───── Information shown ─────

/// Header line for an album: index, title, photo count, sub-album count.
///
/// `001 Landscapes (5 photos)` or `001 Landscapes (5 photos, 2 sub-albums)`.
pub(crate) fn album_header(
    position: usize,
    title: &str,
    image_count: usize,
    sub_album_count: usize,
) -> String {
    let mut detail = format!("{image_count} photos");
    if sub_album_count > 0 {
        detail.push_str(&format!(", {sub_album_count} sub-albums"));
    }
    format!("{} {} ({})", format_index(position), title, detail)
}

/// Header line for an image: index plus description.
///
/// An image whose description is just its filename (nothing parseable in
/// the name) renders the filename in parentheses instead.
pub(crate) fn image_line(position: usize, image: &ImageAsset) -> String {
    if image.description == image.filename {
        format!("{} ({})", format_index(position), image.filename)
    } else {
        format!("{} {}", format_index(position), image.description)
    }
}

/// Pagination header: `<label> (page N/M, T total)`.
fn page_header<T>(label: &str, slice: &PageSlice<T>) -> String {
    format!(
        "{} (page {}/{}, {} total)",
        label,
        slice.page_number,
        slice.total_pages.max(1),
        slice.total_items
    )
}

/// Absolute 1-based position of the `offset`-th item on the current page.
/// A page number of 0 counts like page one; `PageSlice` fields are public
/// and a caller-built slice need not come from `paginate`.
fn page_position<T>(slice: &PageSlice<T>, offset: usize) -> usize {
    slice.page_number.saturating_sub(1) * slice.page_size + offset + 1
}

/// One-line render summary for an image: thumbnail plan plus preview size.
fn render_summary(request: &RenderRequest) -> String {
    let thumbnail = match &request.thumbnail_crop {
        Some(crop) => format!(
            "thumbnail {}x{} (crop from {}x{})",
            request.thumbnail.0, request.thumbnail.1, crop.resize_width, crop.resize_height
        ),
        None => format!(
            "thumbnail {}x{} (dimensions unknown)",
            request.thumbnail.0, request.thumbnail.1
        ),
    };
    format!(
        "{}, preview {}x{}",
        thumbnail, request.preview.0, request.preview.1
    )
}

/// Root folder paths are empty strings; label them explicitly.
fn folder_path_label(path: &str) -> String {
    if path.is_empty() {
        "(root)".to_string()
    } else {
        format!("{path}/")
    }
}

// ============================================================================
// Scan
// ============================================================================

/// Format the full album tree after a scan: every album with its direct
/// images, nested by depth, followed by the config file status and an
/// inventory summary.
pub fn format_scan_output(catalog: &Catalog, config_found: bool) -> Vec<String> {
    let mut lines = Vec::new();

    lines.push("Albums".to_string());
    if let Some(root) = catalog.root_folder() {
        // Images sitting directly in the gallery root, outside any album
        for (i, image) in catalog.images_in(root.id).into_iter().enumerate() {
            lines.push(image_line(i + 1, image));
            lines.push(format!("{}Source: {}", indent(1), image.source_path));
        }
        append_album_lines(catalog, root.id, 0, &mut lines);
    }

    lines.push(String::new());
    lines.push("Config".to_string());
    if config_found {
        lines.push(format!("{}{}", indent(1), CONFIG_FILENAME));
    } else {
        lines.push(format!("{}(defaults)", indent(1)));
    }

    lines.push(String::new());
    lines.push(format!(
        "Indexed {} albums, {} images",
        catalog.folders.len().saturating_sub(1),
        catalog.images.len()
    ));
    lines
}

fn append_album_lines(catalog: &Catalog, parent: FolderId, depth: usize, lines: &mut Vec<String>) {
    for (i, folder) in catalog.subfolders(parent).into_iter().enumerate() {
        let images = catalog.images_in(folder.id);
        let sub_albums = catalog.subfolders(folder.id).len();
        lines.push(format!(
            "{}{}",
            indent(depth),
            album_header(i + 1, &folder.title, images.len(), sub_albums)
        ));
        lines.push(format!("{}Source: {}/", indent(depth + 1), folder.path));
        for (j, image) in images.into_iter().enumerate() {
            lines.push(format!("{}{}", indent(depth + 1), image_line(j + 1, image)));
            lines.push(format!("{}Source: {}", indent(depth + 2), image.filename));
        }
        append_album_lines(catalog, folder.id, depth + 1, lines);
    }
}

pub fn print_scan_output(catalog: &Catalog, config_found: bool) {
    for line in format_scan_output(catalog, config_found) {
        println!("{line}");
    }
}

// ============================================================================
// Album listing
// ============================================================================

/// Format one page of child albums with their stats and cover images.
pub fn format_album_listing(title: &str, albums: &PageSlice<AlbumStats>) -> Vec<String> {
    let mut lines = Vec::new();
    lines.push(page_header(&format!("Albums under {title}"), albums));
    for (i, album) in albums.items.iter().enumerate() {
        lines.push(album_header(
            page_position(albums, i),
            &album.title,
            album.image_count,
            album.sub_album_count,
        ));
        lines.push(format!("{}Source: {}/", indent(1), album.path));
        if let Some(cover) = &album.cover {
            lines.push(format!("{}Cover: {}", indent(1), cover.filename));
        }
    }
    lines
}

pub fn print_album_listing(title: &str, albums: &PageSlice<AlbumStats>) {
    for line in format_album_listing(title, albums) {
        println!("{line}");
    }
}

// ============================================================================
// Image listing
// ============================================================================

/// Format one page of images: description header plus `Source:`, `Taken:`
/// (only when an EXIF date is stored) and `Render:` context lines.
pub fn format_image_listing(
    title: &str,
    images: &PageSlice<ImageAsset>,
    key: SortKey,
    order: SortOrder,
    config: &GalleryConfig,
) -> Vec<String> {
    let mut lines = Vec::new();
    lines.push(page_header(
        &format!("Images in {title}, sorted by {} {}", key.label(), order.label()),
        images,
    ));
    append_image_rows(&mut lines, images, config);
    lines
}

fn append_image_rows(lines: &mut Vec<String>, images: &PageSlice<ImageAsset>, config: &GalleryConfig) {
    let requests = gallery::render_requests(&images.items, config);
    for (i, (image, request)) in images.items.iter().zip(&requests).enumerate() {
        lines.push(image_line(page_position(images, i), image));
        lines.push(format!("{}Source: {}", indent(1), image.source_path));
        if let Some(taken) = image.exif_date {
            lines.push(format!(
                "{}Taken: {}",
                indent(1),
                taken.format("%Y-%m-%d %H:%M:%S")
            ));
        }
        lines.push(format!("{}Render: {}", indent(1), render_summary(request)));
    }
}

pub fn print_image_listing(
    title: &str,
    images: &PageSlice<ImageAsset>,
    key: SortKey,
    order: SortOrder,
    config: &GalleryConfig,
) {
    for line in format_image_listing(title, images, key, order, config) {
        println!("{line}");
    }
}

// ============================================================================
// Browse
// ============================================================================

/// Format a resolved gallery page: breadcrumb trail, child albums with
/// their URLs, and the page's own images when it has a bound folder.
///
/// `images` is `None` for container pages without an album folder (and for
/// the front page); the image section is then omitted entirely.
pub fn format_browse_output(
    breadcrumbs: &[(String, String)],
    albums: &PageSlice<AlbumView>,
    images: Option<&PageSlice<ImageAsset>>,
    sort: (SortKey, SortOrder),
    config: &GalleryConfig,
) -> Vec<String> {
    let mut lines = Vec::new();

    if !breadcrumbs.is_empty() {
        let trail = breadcrumbs
            .iter()
            .map(|(title, _)| title.as_str())
            .collect::<Vec<_>>()
            .join(" > ");
        lines.push(format!("Breadcrumbs: {trail}"));
        lines.push(String::new());
    }

    lines.push(page_header("Albums", albums));
    for (i, album) in albums.items.iter().enumerate() {
        lines.push(album_header(
            page_position(albums, i),
            &album.title,
            album.image_count,
            album.sub_album_count,
        ));
        lines.push(format!("{}URL: {}", indent(1), album.url));
        if let Some(cover) = &album.cover {
            lines.push(format!("{}Cover: {}", indent(1), cover.filename));
        }
    }

    if let Some(images) = images {
        lines.push(String::new());
        lines.push(page_header(
            &format!("Images, sorted by {} {}", sort.0.label(), sort.1.label()),
            images,
        ));
        append_image_rows(&mut lines, images, config);
    }

    lines
}

pub fn print_browse_output(
    breadcrumbs: &[(String, String)],
    albums: &PageSlice<AlbumView>,
    images: Option<&PageSlice<ImageAsset>>,
    sort: (SortKey, SortOrder),
    config: &GalleryConfig,
) {
    for line in format_browse_output(breadcrumbs, albums, images, sort, config) {
        println!("{line}");
    }
}

// ============================================================================
// Refresh
// ============================================================================

/// Format per-folder refresh outcomes plus an overall summary line.
pub fn format_refresh_output(catalog: &Catalog, outcomes: &[RefreshOutcome]) -> Vec<String> {
    let mut lines = Vec::new();
    let mut images = 0;
    let mut updated = 0;
    for outcome in outcomes {
        let label = match catalog.folder(outcome.folder) {
            Some(folder) => folder_path_label(&folder.path),
            None => format!("folder {}", outcome.folder),
        };
        lines.push(format!("{label}: {outcome}"));
        images += outcome.total();
        updated += outcome.updated;
    }
    lines.push(format!("Refreshed {images} images, {updated} dates updated"));
    lines
}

─────

Instructions to follow:
Your answer should consist of the lines above that hold the word "photos", copied exactly.

Answer for the task:
/// `001 Landscapes (5 photos)` or `001 Landscapes (5 photos, 2 sub-albums)`.
    let mut detail = format!("{image_count} photos");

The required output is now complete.